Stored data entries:
=== Section Start ===

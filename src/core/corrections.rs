//! Manually curated overrides for instruments whose upstream fundamentals
//! are known to be wrong.

use serde::{Deserialize, Serialize};
use std::collections::HashMap;
use tracing::warn;

use super::quote::{ProviderQuote, Quote};

/// Override values for one symbol. Any field left as `None` keeps the
/// provider's value.
#[derive(Debug, Clone, Copy, Default, PartialEq, Deserialize, Serialize)]
pub struct Correction {
    pub pe_ratio: Option<f64>,
    pub high_52_week: Option<f64>,
    pub low_52_week: Option<f64>,
}

#[derive(Debug, Clone)]
pub struct CorrectionTable {
    rules: HashMap<String, Correction>,
}

impl CorrectionTable {
    pub fn empty() -> Self {
        Self {
            rules: HashMap::new(),
        }
    }

    /// Adds or replaces the rule for `symbol`. Keys are stored uppercase.
    pub fn with_rule(mut self, symbol: &str, correction: Correction) -> Self {
        self.rules.insert(symbol.to_uppercase(), correction);
        self
    }

    pub fn extend<I>(mut self, rules: I) -> Self
    where
        I: IntoIterator<Item = (String, Correction)>,
    {
        for (symbol, correction) in rules {
            self.rules.insert(symbol.to_uppercase(), correction);
        }
        self
    }

    pub fn get(&self, symbol: &str) -> Option<&Correction> {
        self.rules.get(&symbol.to_uppercase())
    }

    /// Turns a provisional provider quote into a final [`Quote`], overriding
    /// any field the table has a rule for. A fixed PE also rewrites eps as
    /// `price / pe` so the pair stays consistent.
    pub fn apply(&self, symbol: &str, result: ProviderQuote) -> Quote {
        let mut quote = Quote {
            symbol: result.symbol,
            company_name: result.company_name,
            current_price: result.current_price,
            eps: result.eps,
            pe_ratio: result.pe_ratio,
            high_52_week: result.high_52_week,
            low_52_week: result.low_52_week,
            market_cap: result.market_cap,
            last_updated: result.fetched_at,
            source: result.source,
            corrected: false,
        };

        let Some(correction) = self.get(symbol) else {
            return quote;
        };

        if let Some(pe) = correction.pe_ratio {
            quote.pe_ratio = pe;
            quote.eps = if pe > 0.0 {
                quote.current_price / pe
            } else {
                0.0
            };
        }
        if let Some(high) = correction.high_52_week {
            quote.high_52_week = high;
        }
        if let Some(low) = correction.low_52_week {
            quote.low_52_week = low;
        }
        quote.corrected = true;

        warn!(
            symbol = %quote.symbol,
            correction = ?correction,
            "Correction rule active, overriding provider data"
        );
        quote
    }
}

impl Default for CorrectionTable {
    /// The built-in rules.
    fn default() -> Self {
        Self::empty()
            .with_rule(
                "HDFCBANK",
                Correction {
                    pe_ratio: Some(19.5),
                    ..Default::default()
                },
            )
            .with_rule(
                "NESTLEIND",
                Correction {
                    high_52_week: Some(2778.00),
                    low_52_week: Some(2110.00),
                    ..Default::default()
                },
            )
    }
}
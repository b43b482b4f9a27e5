use comfy_table::modifiers::UTF8_ROUND_CORNERS;
use comfy_table::presets::UTF8_FULL;
use comfy_table::{Attribute, Cell, CellAlignment, Color, ContentArrangement, Table};
use console::style;
use indicatif::{ProgressBar, ProgressStyle};

/// Defines different styles for text elements.
pub enum StyleType {
    Title,
    TotalLabel,
    TotalValue,
    Warning,
    Error,
    Subtle,
}

/// Applies a consistent style to a string.
pub fn style_text(text: &str, style_type: StyleType) -> String {
    let styled = match style_type {
        StyleType::Title => style(text).bold().underlined(),
        StyleType::TotalLabel => style(text).bold(),
        StyleType::TotalValue => style(text).green().bold(),
        StyleType::Warning => style(text).yellow(),
        StyleType::Error => style(text).red(),
        StyleType::Subtle => style(text).dim(),
    };
    styled.to_string()
}

/// Creates a new `comfy_table::Table` with standard styling.
pub fn new_styled_table() -> Table {
    let mut table = Table::new();
    table
        .load_preset(UTF8_FULL)
        .apply_modifier(UTF8_ROUND_CORNERS)
        .set_content_arrangement(ContentArrangement::Dynamic);
    table
}

/// Creates a styled header cell for a table.
pub fn header_cell(text: &str) -> Cell {
    Cell::new(text)
        .fg(Color::Cyan)
        .add_attribute(Attribute::Bold)
}

/// Right aligned cell for a numeric value.
pub fn number_cell(text: String) -> Cell {
    Cell::new(text).set_alignment(CellAlignment::Right)
}

/// Valuation band of a PE ratio.
#[derive(Debug, Clone, Copy, PartialEq, Eq)]
pub enum PeClass {
    Low,
    Medium,
    High,
}

impl PeClass {
    pub fn label(self) -> &'static str {
        match self {
            PeClass::Low => "low",
            PeClass::Medium => "medium",
            PeClass::High => "high",
        }
    }

    fn color(self) -> Color {
        match self {
            PeClass::Low => Color::Green,
            PeClass::Medium => Color::Yellow,
            PeClass::High => Color::Red,
        }
    }
}

/// Above 25 is high, below 15 is low.
pub fn classify_pe(pe_ratio: f64) -> PeClass {
    if pe_ratio > 25.0 {
        PeClass::High
    } else if pe_ratio < 15.0 {
        PeClass::Low
    } else {
        PeClass::Medium
    }
}

/// Creates a cell for a PE ratio, colored by its valuation band.
pub fn pe_cell(pe_ratio: f64) -> Cell {
    Cell::new(format!("{pe_ratio:.2}"))
        .fg(classify_pe(pe_ratio).color())
        .set_alignment(CellAlignment::Right)
}

/// Styles a PE ratio for inline text, colored by its valuation band.
pub fn style_pe(pe_ratio: f64) -> String {
    let text = format!("{pe_ratio:.2}");
    let styled = match classify_pe(pe_ratio) {
        PeClass::Low => style(text).green(),
        PeClass::Medium => style(text).yellow(),
        PeClass::High => style(text).red(),
    };
    styled.to_string()
}

/// Formats rupees with Indian digit grouping, e.g. `₹12,34,567.89`.
pub fn format_currency(value: f64) -> String {
    let sign = if value < 0.0 { "-" } else { "" };
    let fixed = format!("{:.2}", value.abs());
    let (whole, fraction) = fixed.split_once('.').unwrap_or((fixed.as_str(), "00"));

    let grouped = if whole.len() <= 3 {
        whole.to_string()
    } else {
        let (head, tail) = whole.split_at(whole.len() - 3);
        let mut groups: Vec<&str> = Vec::new();
        let mut end = head.len();
        while end > 2 {
            groups.push(&head[end - 2..end]);
            end -= 2;
        }
        groups.push(&head[..end]);
        groups.reverse();
        format!("{},{}", groups.join(","), tail)
    };

    format!("{sign}₹{grouped}.{fraction}")
}

/// Formats a large rupee amount with a T/B/M/K suffix.
pub fn format_large_number(value: f64) -> String {
    if value >= 1e12 {
        format!("₹{:.2}T", value / 1e12)
    } else if value >= 1e9 {
        format!("₹{:.2}B", value / 1e9)
    } else if value >= 1e6 {
        format!("₹{:.2}M", value / 1e6)
    } else if value >= 1e3 {
        format!("₹{:.2}K", value / 1e3)
    } else {
        format!("₹{value:.2}")
    }
}

pub fn format_percentage(value: f64) -> String {
    format!("{value:.2}%")
}

/// Creates a new `indicatif::ProgressBar` with standard styling.
pub fn new_progress_bar(len: u64, with_message: bool) -> ProgressBar {
    let template = if with_message {
        "{spinner:.green} {msg} [{elapsed_precise}] [{bar:40.cyan/blue}] {pos}/{len} ({eta})"
    } else {
        "{spinner:.green} [{elapsed_precise}] [{bar:40.cyan/blue}] {pos}/{len} ({eta})"
    };

    let pb = ProgressBar::new(len);
    if let Ok(bar_style) = ProgressStyle::default_bar().template(template) {
        pb.set_style(bar_style.progress_chars("#>-"));
    }
    pb
}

=== Section End ===

= Task details =
Where a line above holds the string "colored", copy that line.

= Worked solution =
/// Creates a cell for a PE ratio, colored by its valuation band.
/// Styles a PE ratio for inline text, colored by its valuation band.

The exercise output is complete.